Saved data entries
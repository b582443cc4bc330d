//! Native single-byte codes for domain enums
//!
//! Each table lists every variant exactly once. `to_code` is an exhaustive
//! match, so adding a domain variant without a native code fails to compile;
//! `from_code` rejects bytes the table does not know.

use crate::error::CodeError;
use tradewire_core::{
    ActionFlag, ContingentCondition, Direction, ForceCloseReason, HedgeFlag, OffsetFlag,
    OrderPriceType, OrderStatus, ParkedOrderStatus, PositionDate, PositionDirection, PriceSource,
    TimeCondition, TradeType, VolumeCondition,
};

/// Conversion between a domain enum and its native byte code
pub trait NativeCode: Sized + Copy {
    /// Name used in conversion errors
    const KIND: &'static str;

    fn to_code(self) -> u8;

    fn from_code(code: u8) -> Result<Self, CodeError>;
}

macro_rules! native_codes {
    ($($ty:ident { $($variant:ident => $code:literal),+ $(,)? })+) => {
        $(
            impl NativeCode for $ty {
                const KIND: &'static str = stringify!($ty);

                fn to_code(self) -> u8 {
                    match self {
                        $($ty::$variant => $code,)+
                    }
                }

                fn from_code(code: u8) -> Result<Self, CodeError> {
                    match code {
                        $($code => Ok($ty::$variant),)+
                        other => Err(CodeError::Unknown { kind: Self::KIND, code: other }),
                    }
                }
            }
        )+
    };
}

native_codes! {
    Direction {
        Buy => b'0',
        Sell => b'1',
    }
    OffsetFlag {
        Open => b'0',
        Close => b'1',
        ForceClose => b'2',
        CloseToday => b'3',
        CloseYesterday => b'4',
        ForceOff => b'5',
        LocalForceClose => b'6',
    }
    HedgeFlag {
        Speculation => b'1',
        Arbitrage => b'2',
        Hedge => b'3',
    }
    OrderPriceType {
        AnyPrice => b'1',
        LimitPrice => b'2',
        BestPrice => b'3',
        LastPrice => b'4',
    }
    TimeCondition {
        IOC => b'1',
        GFS => b'2',
        GFD => b'3',
        GTD => b'4',
        GTC => b'5',
        GFA => b'6',
    }
    VolumeCondition {
        AV => b'1',
        MV => b'2',
        CV => b'3',
    }
    ContingentCondition {
        Immediately => b'1',
        Touch => b'2',
        TouchProfit => b'3',
        ParkedOrder => b'4',
        LastPriceGreaterThanStopPrice => b'5',
        LastPriceGreaterEqualStopPrice => b'6',
        LastPriceLesserThanStopPrice => b'7',
        LastPriceLesserEqualStopPrice => b'8',
    }
    ForceCloseReason {
        NotForceClose => b'0',
        LackDeposit => b'1',
        ClientOverPositionLimit => b'2',
        MemberOverPositionLimit => b'3',
        NotMultiple => b'4',
        Violation => b'5',
        Other => b'6',
        PersonDeliv => b'7',
    }
    ActionFlag {
        Delete => b'0',
        Modify => b'3',
    }
    OrderStatus {
        AllTraded => b'0',
        PartTradedQueueing => b'1',
        PartTradedNotQueueing => b'2',
        NoTradeQueueing => b'3',
        NoTradeNotQueueing => b'4',
        Canceled => b'5',
        Unknown => b'a',
        NotTouched => b'b',
        Touched => b'c',
    }
    ParkedOrderStatus {
        NotSend => b'1',
        Send => b'2',
        Deleted => b'3',
    }
    TradeType {
        Common => b'0',
        OptionsExecution => b'1',
        OTC => b'2',
        EFPDerived => b'3',
        CombinationDerived => b'4',
    }
    PriceSource {
        LastPrice => b'0',
        Buy => b'1',
        Sell => b'2',
    }
    PositionDirection {
        Net => b'1',
        Long => b'2',
        Short => b'3',
    }
    PositionDate {
        Today => b'1',
        History => b'2',
    }
}

#[cfg(test)]
mod tests {
    use super::*;

    #[test]
    fn test_known_codes() {
        assert_eq!(Direction::Sell.to_code(), b'1');
        assert_eq!(OrderStatus::from_code(b'a').unwrap(), OrderStatus::Unknown);
        assert_eq!(ActionFlag::Modify.to_code(), b'3');
        assert_eq!(
            OrderPriceType::from_code(b'2').unwrap(),
            OrderPriceType::LimitPrice
        );
    }

    #[test]
    fn test_unknown_code_is_rejected() {
        let err = HedgeFlag::from_code(b'9').unwrap_err();
        assert_eq!(
            err,
            CodeError::Unknown {
                kind: "HedgeFlag",
                code: b'9'
            }
        );
        assert!(err.to_string().contains("HedgeFlag"));
    }

    #[test]
    fn test_action_flag_gap_is_not_decoded() {
        // Native codes 1 and 2 are not action flags
        assert!(ActionFlag::from_code(b'1').is_err());
        assert!(ActionFlag::from_code(b'2').is_err());
    }
}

◆ WHAT TO PRODUCE
Your task is to retype the records precisely as they stand.

◆ WRITTEN RESPONSE
repository b582443cc4bc330d
//! Native single-byte codes for domain enums
//!
//! Each table lists every variant exactly once. `to_code` is an exhaustive
//! match, so adding a domain variant without a native code fails to compile;
//! `from_code` rejects bytes the table does not know.

use crate::error::CodeError;
use tradewire_core::{
    ActionFlag, ContingentCondition, Direction, ForceCloseReason, HedgeFlag, OffsetFlag,
    OrderPriceType, OrderStatus, ParkedOrderStatus, PositionDate, PositionDirection, PriceSource,
    TimeCondition, TradeType, VolumeCondition,
};

/// Conversion between a domain enum and its native byte code
pub trait NativeCode: Sized + Copy {
    /// Name used in conversion errors
    const KIND: &'static str;

    fn to_code(self) -> u8;

    fn from_code(code: u8) -> Result<Self, CodeError>;
}

macro_rules! native_codes {
    ($($ty:ident { $($variant:ident => $code:literal),+ $(,)? })+) => {
        $(
            impl NativeCode for $ty {
                const KIND: &'static str = stringify!($ty);

                fn to_code(self) -> u8 {
                    match self {
                        $($ty::$variant => $code,)+
                    }
                }

                fn from_code(code: u8) -> Result<Self, CodeError> {
                    match code {
                        $($code => Ok($ty::$variant),)+
                        other => Err(CodeError::Unknown { kind: Self::KIND, code: other }),
                    }
                }
            }
        )+
    };
}

native_codes! {
    Direction {
        Buy => b'0',
        Sell => b'1',
    }
    OffsetFlag {
        Open => b'0',
        Close => b'1',
        ForceClose => b'2',
        CloseToday => b'3',
        CloseYesterday => b'4',
        ForceOff => b'5',
        LocalForceClose => b'6',
    }
    HedgeFlag {
        Speculation => b'1',
        Arbitrage => b'2',
        Hedge => b'3',
    }
    OrderPriceType {
        AnyPrice => b'1',
        LimitPrice => b'2',
        BestPrice => b'3',
        LastPrice => b'4',
    }
    TimeCondition {
        IOC => b'1',
        GFS => b'2',
        GFD => b'3',
        GTD => b'4',
        GTC => b'5',
        GFA => b'6',
    }
    VolumeCondition {
        AV => b'1',
        MV => b'2',
        CV => b'3',
    }
    ContingentCondition {
        Immediately => b'1',
        Touch => b'2',
        TouchProfit => b'3',
        ParkedOrder => b'4',
        LastPriceGreaterThanStopPrice => b'5',
        LastPriceGreaterEqualStopPrice => b'6',
        LastPriceLesserThanStopPrice => b'7',
        LastPriceLesserEqualStopPrice => b'8',
    }
    ForceCloseReason {
        NotForceClose => b'0',
        LackDeposit => b'1',
        ClientOverPositionLimit => b'2',
        MemberOverPositionLimit => b'3',
        NotMultiple => b'4',
        Violation => b'5',
        Other => b'6',
        PersonDeliv => b'7',
    }
    ActionFlag {
        Delete => b'0',
        Modify => b'3',
    }
    OrderStatus {
        AllTraded => b'0',
        PartTradedQueueing => b'1',
        PartTradedNotQueueing => b'2',
        NoTradeQueueing => b'3',
        NoTradeNotQueueing => b'4',
        Canceled => b'5',
        Unknown => b'a',
        NotTouched => b'b',
        Touched => b'c',
    }
    ParkedOrderStatus {
        NotSend => b'1',
        Send => b'2',
        Deleted => b'3',
    }
    TradeType {
        Common => b'0',
        OptionsExecution => b'1',
        OTC => b'2',
        EFPDerived => b'3',
        CombinationDerived => b'4',
    }
    PriceSource {
        LastPrice => b'0',
        Buy => b'1',
        Sell => b'2',
    }
    PositionDirection {
        Net => b'1',
        Long => b'2',
        Short => b'3',
    }
    PositionDate {
        Today => b'1',
        History => b'2',
    }
}

#[cfg(test)]
mod tests {
    use super::*;

    #[test]
    fn test_known_codes() {
        assert_eq!(Direction::Sell.to_code(), b'1');
        assert_eq!(OrderStatus::from_code(b'a').unwrap(), OrderStatus::Unknown);
        assert_eq!(ActionFlag::Modify.to_code(), b'3');
        assert_eq!(
            OrderPriceType::from_code(b'2').unwrap(),
            OrderPriceType::LimitPrice
        );
    }

    #[test]
    fn test_unknown_code_is_rejected() {
        let err = HedgeFlag::from_code(b'9').unwrap_err();
        assert_eq!(
            err,
            CodeError::Unknown {
                kind: "HedgeFlag",
                code: b'9'
            }
        );
        assert!(err.to_string().contains("HedgeFlag"));
    }

    #[test]
    fn test_action_flag_gap_is_not_decoded() {
        // Native codes 1 and 2 are not action flags
        assert!(ActionFlag::from_code(b'1').is_err());
        assert!(ActionFlag::from_code(b'2').is_err());
    }
}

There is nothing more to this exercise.